Alors, on le sait, ce projet d’autoroute ne fait pas l’unanimité. Plusieurs associations environnementales s’y opposent depuis des mois. Et lorsque l’on écoute habituellement les reportages consacrés à l’A69, c’est plutôt l’angle de la protection de l’environnement ou de la biodiversité qui est le plus souvent évoqué.

Emmanuelle Daviet : Benoît Collombat, comment vous est venue l’idée de creuser les aspects financiers et politiques de ce dossier, vous demandent des auditeurs ?

Benoît Collombat : Je dirais qu’il y a une intuition, et une question à l’origine de cette enquête. L’intuition, il se trouve qu’il y a cinq ans, j’ai déjà travaillé sur les autoroutes. J’ai publié une longue enquête en mars 2019, sur l’histoire secrète de la privatisation des autoroutes et déjà, je me suis intéressé à ces aspects-là. Il était notamment question à l’époque, d’un accord de 2015, qui était très favorable aux sociétés concessionnaires d’autoroutes.

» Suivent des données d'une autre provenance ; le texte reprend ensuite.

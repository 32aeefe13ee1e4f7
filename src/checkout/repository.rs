use async_trait::async_trait;
use sqlx::PgPool;

use crate::checkout::NewPaymentEvent;
use crate::db::StoreResult;

/// Durable record of every authenticated gateway event
#[async_trait]
pub trait PaymentEventLog: Send + Sync {
    /// Record an event; false when this event id was already recorded
    async fn record(&self, event: &NewPaymentEvent) -> StoreResult<bool>;

    /// Note how processing ended
    async fn mark_processed(&self, event_id: &str, outcome: &str) -> StoreResult<()>;
}

/// PostgreSQL implementation of [`PaymentEventLog`]
#[derive(Clone)]
pub struct PgPaymentEventLog {
    pool: PgPool,
}

impl PgPaymentEventLog {
    pub fn new(pool: PgPool) -> Self {
        Self { pool }
    }
}

#[async_trait]
impl PaymentEventLog for PgPaymentEventLog {
    async fn record(&self, event: &NewPaymentEvent) -> StoreResult<bool> {
        let result = sqlx::query(
            r#"
            INSERT INTO payment_events (event_id, event_type, payload)
            VALUES ($1, $2, $3)
            ON CONFLICT (event_id) DO NOTHING
            "#,
        )
        .bind(&event.event_id)
        .bind(&event.event_type)
        .bind(&event.payload)
        .execute(&self.pool)
        .await?;
        Ok(result.rows_affected() > 0)
    }

    async fn mark_processed(&self, event_id: &str, outcome: &str) -> StoreResult<()> {
        sqlx::query(
            r#"
            UPDATE payment_events
            SET outcome = $2, processed_at = NOW(), attempts = attempts + 1
            WHERE event_id = $1
            "#,
        )
        .bind(event_id)
        .bind(outcome)
        .execute(&self.pool)
        .await?;
        Ok(())
    }
}
use chrono::{DateTime, Utc};
use rust_decimal::Decimal;
use serde::{Deserialize, Serialize};
use sqlx::FromRow;
use std::collections::HashMap;
use utoipa::ToSchema;
use uuid::Uuid;

use crate::catalog::Product;

#[derive(Debug, Clone, PartialEq, Serialize, Deserialize, FromRow)]
pub struct WishlistItem {
    pub user_id: Uuid,
    pub product_id: Uuid,
    pub added_at: DateTime<Utc>,
}

#[derive(Debug, Clone, Deserialize, ToSchema)]
pub struct AddWishlistRequest {
    pub product_id: Uuid,
}

#[derive(Debug, Clone, Serialize, ToSchema)]
pub struct WishlistEntry {
    pub product_id: Uuid,
    pub name: String,
    pub slug: String,
    pub image: Option<String>,
    pub price: Decimal,
    pub effective_price: Decimal,
    pub in_stock: bool,
    pub added_at: DateTime<Utc>,
}

#[derive(Debug, Clone, Serialize, ToSchema)]
pub struct WishlistView {
    pub user_id: Uuid,
    pub items: Vec<WishlistEntry>,
    pub count: usize,
}

impl WishlistView {
    /// Resolve entries against live products; deleted or missing ones are skipped
    pub fn build(user_id: Uuid, entries: &[WishlistItem], products: &[Product]) -> Self {
        let by_id: HashMap<Uuid, &Product> = products.iter().map(|p| (p.id, p)).collect();
        let items: Vec<WishlistEntry> = entries
            .iter()
            .filter_map(|entry| {
                let product = by_id.get(&entry.product_id).filter(|p| !p.is_deleted)?;
                Some(WishlistEntry {
                    product_id: product.id,
                    name: product.name.clone(),
                    slug: product.slug.clone(),
                    image: product.primary_image().map(str::to_string),
                    price: product.price,
                    effective_price: product.effective_price(),
                    in_stock: product.in_stock(),
                    added_at: entry.added_at,
                })
            })
            .collect();
        Self {
            user_id,
            count: items.len(),
            items,
        }
    }
}

/// Result of an add
#[derive(Debug, Clone, Serialize, ToSchema)]
pub struct WishlistChange {
    pub already_present: bool,
    pub wishlist: WishlistView,
}
use axum::response::{IntoResponse, Response};
use uuid::Uuid;

use crate::cart::MAX_LINE_QUANTITY;
use crate::db::StoreError;
use crate::error::ApiError;

/// Error types for cart operations
#[derive(Debug, thiserror::Error)]
pub enum CartError {
    #[error("Quantity must be between 1 and {max}, got {0}", max = MAX_LINE_QUANTITY)]
    InvalidQuantity(i32),

    #[error("A cart line holds at most {max} units of product {0}", max = MAX_LINE_QUANTITY)]
    LineLimitExceeded(Uuid),

    #[error("Product not found: {0}")]
    ProductNotFound(Uuid),

    #[error("Cart has no line for product {0}")]
    ItemNotFound(Uuid),

    #[error("Validation failed: {0}")]
    Validation(#[from] validator::ValidationErrors),

    #[error(transparent)]
    Store(#[from] StoreError),
}

impl From<CartError> for ApiError {
    fn from(err: CartError) -> Self {
        match err {
            err @ (CartError::InvalidQuantity(_) | CartError::LineLimitExceeded(_)) => {
                ApiError::BadRequest(err.to_string())
            }
            CartError::ProductNotFound(id) => ApiError::not_found("Product", id),
            CartError::ItemNotFound(id) => ApiError::not_found("Cart item", id),
            CartError::Validation(errors) => ApiError::ValidationError(errors),
            CartError::Store(err) => err.into(),
        }
    }
}

impl IntoResponse for CartError {
    fn into_response(self) -> Response {
        ApiError::from(self).into_response()
    }
}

À l’époque, Manuel Valls était Premier ministre et Emmanuel Macron, ministre de l’Économie. Et donc il y a eu déjà tout un débat autour de cette question-là. Et j’avais découvert et révélé à l’époque que les sociétés autoroutières s’intéressaient également aux routes nationales, pas seulement aux autoroutes, mais aux routes nationales. Donc j’avais déjà cette idée-là derrière la tête.

Et la question est venue justement autour de l’opacité à nouveau, autour cette fois du contrat et des annexes de l’autoroute A69, que n’arrivaient pas à consulter un certain nombre de parlementaires. On mettait en avant le secret des affaires. Il se trouve qu'en février dernier, une commission d’enquête parlementaire, justement, s’est créée, pour regarder ça de plus près.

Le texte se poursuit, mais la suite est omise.